WORK INSTRUCTION: Transcribe all of the listing below in full.

....................

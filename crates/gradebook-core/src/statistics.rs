//! Aggregate statistics over grades and quiz attempts.

use std::collections::BTreeMap;

use serde::{Deserialize, Serialize};

use crate::evaluation::AttemptResult;
use crate::model::{Grade, GradeStatus};

/// Counts per grade status plus marks statistics for published grades.
#[derive(Debug, Clone, Default, PartialEq, Serialize, Deserialize)]
pub struct GradeSummary {
    pub total: usize,
    pub ungraded: usize,
    pub draft: usize,
    pub published: usize,
    pub rejected: usize,
    /// Grades carrying a late penalty.
    pub penalized: usize,
    /// Mean marks over published grades; `None` when nothing is published.
    pub average_published_marks: Option<f64>,
    pub highest_published_marks: Option<f64>,
    pub lowest_published_marks: Option<f64>,
    /// Published grades per grader. Grades without a grader are not counted.
    pub published_by_grader: BTreeMap<String, usize>,
}

impl GradeSummary {
    /// Fraction of grades that have been published, in `[0, 1]`.
    pub fn published_ratio(&self) -> f64 {
        if self.total == 0 {
            0.0
        } else {
            self.published as f64 / self.total as f64
        }
    }
}

/// Summarize a set of grades.
pub fn summarize_grades(grades: &[Grade]) -> GradeSummary {
    let mut summary = GradeSummary {
        total: grades.len(),
        ..Default::default()
    };
    let mut published_marks = Vec::new();

    for grade in grades {
        match grade.status {
            GradeStatus::Ungraded => summary.ungraded += 1,
            GradeStatus::Draft => summary.draft += 1,
            GradeStatus::Rejected => summary.rejected += 1,
            GradeStatus::Published => {
                summary.published += 1;
                published_marks.push(grade.marks);
                if let Some(grader) = &grade.grader_id {
                    *summary
                        .published_by_grader
                        .entry(grader.clone())
                        .or_default() += 1;
                }
            }
        }
        if grade.penalty.is_some() {
            summary.penalized += 1;
        }
    }

    if !published_marks.is_empty() {
        let sum: f64 = published_marks.iter().sum();
        summary.average_published_marks = Some(sum / published_marks.len() as f64);
        summary.highest_published_marks = published_marks.iter().copied().reduce(f64::max);
        summary.lowest_published_marks = published_marks.iter().copied().reduce(f64::min);
    }

    summary
}

/// Statistics over several attempts at the same quiz.
#[derive(Debug, Clone, Default, PartialEq, Serialize, Deserialize)]
pub struct AttemptStats {
    pub attempts: usize,
    pub passed: usize,
    pub mean_percentage: f64,
    /// Per question id: fraction of attempts that answered it correctly.
    pub question_success: BTreeMap<String, f64>,
}

pub fn summarize_attempts(results: &[AttemptResult]) -> AttemptStats {
    if results.is_empty() {
        return AttemptStats::default();
    }

    let n = results.len() as f64;
    let mut correct_by_question: BTreeMap<String, usize> = BTreeMap::new();
    for result in results {
        for outcome in &result.outcomes {
            let entry = correct_by_question
                .entry(outcome.question_id.clone())
                .or_default();
            if outcome.correct {
                *entry += 1;
            }
        }
    }

    AttemptStats {
        attempts: results.len(),
        passed: results.iter().filter(|r| r.passed).count(),
        mean_percentage: results.iter().map(|r| r.percentage).sum::<f64>() / n,
        question_success: correct_by_question
            .into_iter()
            .map(|(id, correct)| (id, correct as f64 / n))
            .collect(),
    }
}

#[cfg(test)]
mod tests {
    use super::*;
    use crate::evaluation::QuestionOutcome;
    use crate::model::LatePenalty;

    fn grade(status: GradeStatus, marks: f64, grader: Option<&str>) -> Grade {
        let mut g = Grade::ungraded("sub");
        g.status = status;
        g.marks = marks;
        g.grader_id = grader.map(String::from);
        g
    }

    #[test]
    fn counts_per_status() {
        let mut late = grade(GradeStatus::Published, 6.0, Some("t1"));
        late.penalty = Some(LatePenalty {
            marks: 2.0,
            reason: "two days late".into(),
        });
        let grades = vec![
            grade(GradeStatus::Ungraded, 0.0, None),
            grade(GradeStatus::Draft, 5.0, Some("t1")),
            grade(GradeStatus::Published, 8.0, Some("t1")),
            late,
            grade(GradeStatus::Published, 10.0, None),
            grade(GradeStatus::Rejected, 0.0, Some("t2")),
        ];
        let summary = summarize_grades(&grades);
        assert_eq!(summary.total, 6);
        assert_eq!(summary.ungraded, 1);
        assert_eq!(summary.draft, 1);
        assert_eq!(summary.published, 3);
        assert_eq!(summary.rejected, 1);
        assert_eq!(summary.penalized, 1);
        assert_eq!(summary.average_published_marks, Some(8.0));
        assert_eq!(summary.highest_published_marks, Some(10.0));
        assert_eq!(summary.lowest_published_marks, Some(6.0));
        assert_eq!(summary.published_by_grader.get("t1"), Some(&2));
        assert_eq!(summary.published_ratio(), 0.5);
    }

    #[test]
    fn empty_summary() {
        let summary = summarize_grades(&[]);
        assert_eq!(summary.total, 0);
        assert_eq!(summary.average_published_marks, None);
        assert_eq!(summary.published_ratio(), 0.0);
    }

    fn attempt(percentage: f64, passed: bool, q1_correct: bool) -> AttemptResult {
        AttemptResult {
            score: 0.0,
            total_marks: 0.0,
            percentage,
            passed,
            correct_count: usize::from(q1_correct),
            outcomes: vec![QuestionOutcome {
                question_id: "q1".into(),
                answered: true,
                correct: q1_correct,
                awarded: 0.0,
                marks: 1.0,
            }],
        }
    }

    #[test]
    fn attempt_statistics() {
        let stats = summarize_attempts(&[
            attempt(100.0, true, true),
            attempt(50.0, false, false),
        ]);
        assert_eq!(stats.attempts, 2);
        assert_eq!(stats.passed, 1);
        assert_eq!(stats.mean_percentage, 75.0);
        assert_eq!(stats.question_success.get("q1"), Some(&0.5));
        assert_eq!(summarize_attempts(&[]), AttemptStats::default());
    }
}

....................

SOLUTION TO THIS TASK:
filename crates/gradebook-core/src/statistics.rs
//! Aggregate statistics over grades and quiz attempts.

use std::collections::BTreeMap;

use serde::{Deserialize, Serialize};

use crate::evaluation::AttemptResult;
use crate::model::{Grade, GradeStatus};

/// Counts per grade status plus marks statistics for published grades.
#[derive(Debug, Clone, Default, PartialEq, Serialize, Deserialize)]
pub struct GradeSummary {
    pub total: usize,
    pub ungraded: usize,
    pub draft: usize,
    pub published: usize,
    pub rejected: usize,
    /// Grades carrying a late penalty.
    pub penalized: usize,
    /// Mean marks over published grades; `None` when nothing is published.
    pub average_published_marks: Option<f64>,
    pub highest_published_marks: Option<f64>,
    pub lowest_published_marks: Option<f64>,
    /// Published grades per grader. Grades without a grader are not counted.
    pub published_by_grader: BTreeMap<String, usize>,
}

impl GradeSummary {
    /// Fraction of grades that have been published, in `[0, 1]`.
    pub fn published_ratio(&self) -> f64 {
        if self.total == 0 {
            0.0
        } else {
            self.published as f64 / self.total as f64
        }
    }
}

/// Summarize a set of grades.
pub fn summarize_grades(grades: &[Grade]) -> GradeSummary {
    let mut summary = GradeSummary {
        total: grades.len(),
        ..Default::default()
    };
    let mut published_marks = Vec::new();

    for grade in grades {
        match grade.status {
            GradeStatus::Ungraded => summary.ungraded += 1,
            GradeStatus::Draft => summary.draft += 1,
            GradeStatus::Rejected => summary.rejected += 1,
            GradeStatus::Published => {
                summary.published += 1;
                published_marks.push(grade.marks);
                if let Some(grader) = &grade.grader_id {
                    *summary
                        .published_by_grader
                        .entry(grader.clone())
                        .or_default() += 1;
                }
            }
        }
        if grade.penalty.is_some() {
            summary.penalized += 1;
        }
    }

    if !published_marks.is_empty() {
        let sum: f64 = published_marks.iter().sum();
        summary.average_published_marks = Some(sum / published_marks.len() as f64);
        summary.highest_published_marks = published_marks.iter().copied().reduce(f64::max);
        summary.lowest_published_marks = published_marks.iter().copied().reduce(f64::min);
    }

    summary
}

/// Statistics over several attempts at the same quiz.
#[derive(Debug, Clone, Default, PartialEq, Serialize, Deserialize)]
pub struct AttemptStats {
    pub attempts: usize,
    pub passed: usize,
    pub mean_percentage: f64,
    /// Per question id: fraction of attempts that answered it correctly.
    pub question_success: BTreeMap<String, f64>,
}

pub fn summarize_attempts(results: &[AttemptResult]) -> AttemptStats {
    if results.is_empty() {
        return AttemptStats::default();
    }

    let n = results.len() as f64;
    let mut correct_by_question: BTreeMap<String, usize> = BTreeMap::new();
    for result in results {
        for outcome in &result.outcomes {
            let entry = correct_by_question
                .entry(outcome.question_id.clone())
                .or_default();
            if outcome.correct {
                *entry += 1;
            }
        }
    }

    AttemptStats {
        attempts: results.len(),
        passed: results.iter().filter(|r| r.passed).count(),
        mean_percentage: results.iter().map(|r| r.percentage).sum::<f64>() / n,
        question_success: correct_by_question
            .into_iter()
            .map(|(id, correct)| (id, correct as f64 / n))
            .collect(),
    }
}

#[cfg(test)]
mod tests {
    use super::*;
    use crate::evaluation::QuestionOutcome;
    use crate::model::LatePenalty;

    fn grade(status: GradeStatus, marks: f64, grader: Option<&str>) -> Grade {
        let mut g = Grade::ungraded("sub");
        g.status = status;
        g.marks = marks;
        g.grader_id = grader.map(String::from);
        g
    }

    #[test]
    fn counts_per_status() {
        let mut late = grade(GradeStatus::Published, 6.0, Some("t1"));
        late.penalty = Some(LatePenalty {
            marks: 2.0,
            reason: "two days late".into(),
        });
        let grades = vec![
            grade(GradeStatus::Ungraded, 0.0, None),
            grade(GradeStatus::Draft, 5.0, Some("t1")),
            grade(GradeStatus::Published, 8.0, Some("t1")),
            late,
            grade(GradeStatus::Published, 10.0, None),
            grade(GradeStatus::Rejected, 0.0, Some("t2")),
        ];
        let summary = summarize_grades(&grades);
        assert_eq!(summary.total, 6);
        assert_eq!(summary.ungraded, 1);
        assert_eq!(summary.draft, 1);
        assert_eq!(summary.published, 3);
        assert_eq!(summary.rejected, 1);
        assert_eq!(summary.penalized, 1);
        assert_eq!(summary.average_published_marks, Some(8.0));
        assert_eq!(summary.highest_published_marks, Some(10.0));
        assert_eq!(summary.lowest_published_marks, Some(6.0));
        assert_eq!(summary.published_by_grader.get("t1"), Some(&2));
        assert_eq!(summary.published_ratio(), 0.5);
    }

    #[test]
    fn empty_summary() {
        let summary = summarize_grades(&[]);
        assert_eq!(summary.total, 0);
        assert_eq!(summary.average_published_marks, None);
        assert_eq!(summary.published_ratio(), 0.0);
    }

    fn attempt(percentage: f64, passed: bool, q1_correct: bool) -> AttemptResult {
        AttemptResult {
            score: 0.0,
            total_marks: 0.0,
            percentage,
            passed,
            correct_count: usize::from(q1_correct),
            outcomes: vec![QuestionOutcome {
                question_id: "q1".into(),
                answered: true,
                correct: q1_correct,
                awarded: 0.0,
                marks: 1.0,
            }],
        }
    }

    #[test]
    fn attempt_statistics() {
        let stats = summarize_attempts(&[
            attempt(100.0, true, true),
            attempt(50.0, false, false),
        ]);
        assert_eq!(stats.attempts, 2);
        assert_eq!(stats.passed, 1);
        assert_eq!(stats.mean_percentage, 75.0);
        assert_eq!(stats.question_success.get("q1"), Some(&0.5));
        assert_eq!(summarize_attempts(&[]), AttemptStats::default());
    }
}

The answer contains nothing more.